A study on van der Waals heterostructures unveils that the photoinduced processes at the interface between the different materials can be modified by electrically controlling the occupancy of the interfacial defects. The findings are just published in Nano Letters.
 

Atomically thin materials can be stacked one on top of the other to form novel heterostructures, which exhibit exotic optical and electronic properties that are relevant to various optoelectronic applications, including photodetection. At the interface, the different materials are coupled by van der Waals forces and these interactions lead to an interfacial flow of charge carriers. Understanding and controlling the interfacial charge flow is key to the design of new devices, their operation, and their optimization to specific purposes.

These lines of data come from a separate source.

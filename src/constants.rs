//! # Engine Constants
//!
//! Element and attribute names understood in component descriptor trees,
//! well-known property keys and the lifecycle event names published by the
//! component manager.

// Re-export state type for convenience
pub use crate::state_machine::ComponentState;

/// Element names in a component descriptor tree
pub mod elements {
    pub const PROPERTIES: &str = "Properties";
    pub const PROPERTY: &str = "Property";
    pub const PROVIDES: &str = "Provides";
    pub const CALLBACK: &str = "callback";
    pub const MANIPULATION: &str = "Manipulation";
    pub const INTERFACE: &str = "Interface";
    pub const FIELD: &str = "Field";
}

/// Attribute names in a component descriptor tree
pub mod attributes {
    pub const CLASS_NAME: &str = "className";
    pub const NAME: &str = "name";
    pub const FIELD: &str = "field";
    pub const VALUE: &str = "value";
    pub const TYPE: &str = "type";
    pub const INTERFACE: &str = "interface";
    pub const FACTORY: &str = "factory";
    pub const CONFIGURABLE: &str = "configurable";
    pub const INITIAL: &str = "initial";
    pub const FINAL: &str = "final";
    pub const METHOD: &str = "method";
    pub const IS_STATIC: &str = "isStatic";
}

/// Lifecycle events published by the component manager and its handlers
pub mod events {
    pub const COMPONENT_STATE_CHANGED: &str = "component.state_changed";
    pub const SERVICE_REGISTERED: &str = "service.registered";
    pub const SERVICE_UNREGISTERED: &str = "service.unregistered";
    pub const CONFIGURATION_PUBLISHED: &str = "configuration.published";
    pub const CONFIGURATION_WITHDRAWN: &str = "configuration.withdrawn";
}

/// Engine-wide defaults
pub mod system {
    /// Specification under which a re-configurable component is published
    pub const MANAGED_SERVICE_SPECIFICATION: &str = "org.osgi.service.cm.ManagedService";

    /// Property key listing the specifications an endpoint is published under
    pub const OBJECT_CLASS: &str = "objectClass";

    /// Property key carrying a configuration endpoint's identity
    pub const SERVICE_PID: &str = "service.pid";

    /// Configuration key that overrides the component identity
    pub const IDENTITY_KEY: &str = "name";

    /// `factory` attribute value selecting one instance per consumer
    pub const SERVICE_FACTORY: &str = "service";

    /// Default lifecycle event channel capacity
    pub const EVENT_CHANNEL_CAPACITY: usize = 256;

    /// Version compatibility marker
    pub const LIFECYCLE_CORE_VERSION: &str = "0.1.0";
}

Particularly interesting for their light-matter interaction properties and their high charge carrier mobility are the graphene-transition metal dichalcogenide heterostructures. Photoinduced processes at the interface between the two materials can be investigated by means of an experimental technique called pump probe spectroscopy, which uses ultrashort laser pulses to study ultrafast electronic dynamics.

In a work recently published in the ACS journal Nano Letters, a team of researchers –from the Max Planck Institute for Polymer Research, the Catalan Institute of Nanoscience and Nanotechnology and the University of Mons— used operando optical-pump terahertz-probe spectroscopy to track and control the charge flow at the van der Waals interface between graphene and the transition metal dichalcogenide (TMD). This study revealed not only the fundamental role played by the material defects at the interface (which introduce extra electronic states) in the photoinduced behaviour of the heterostructure, but also –and more importantly– that the latter can be tuned by electrically controlling the occupancy of the interfacial defects.

This work provides important insights into the complex dynamics of interfacial charge carriers in van der Waals heterostructures and into how to reversibly modify it. Such relevant knowhow opens the way to the development of novel high-performance optoelectronic devices by defect and doping engineering of multi-layer heteromaterials.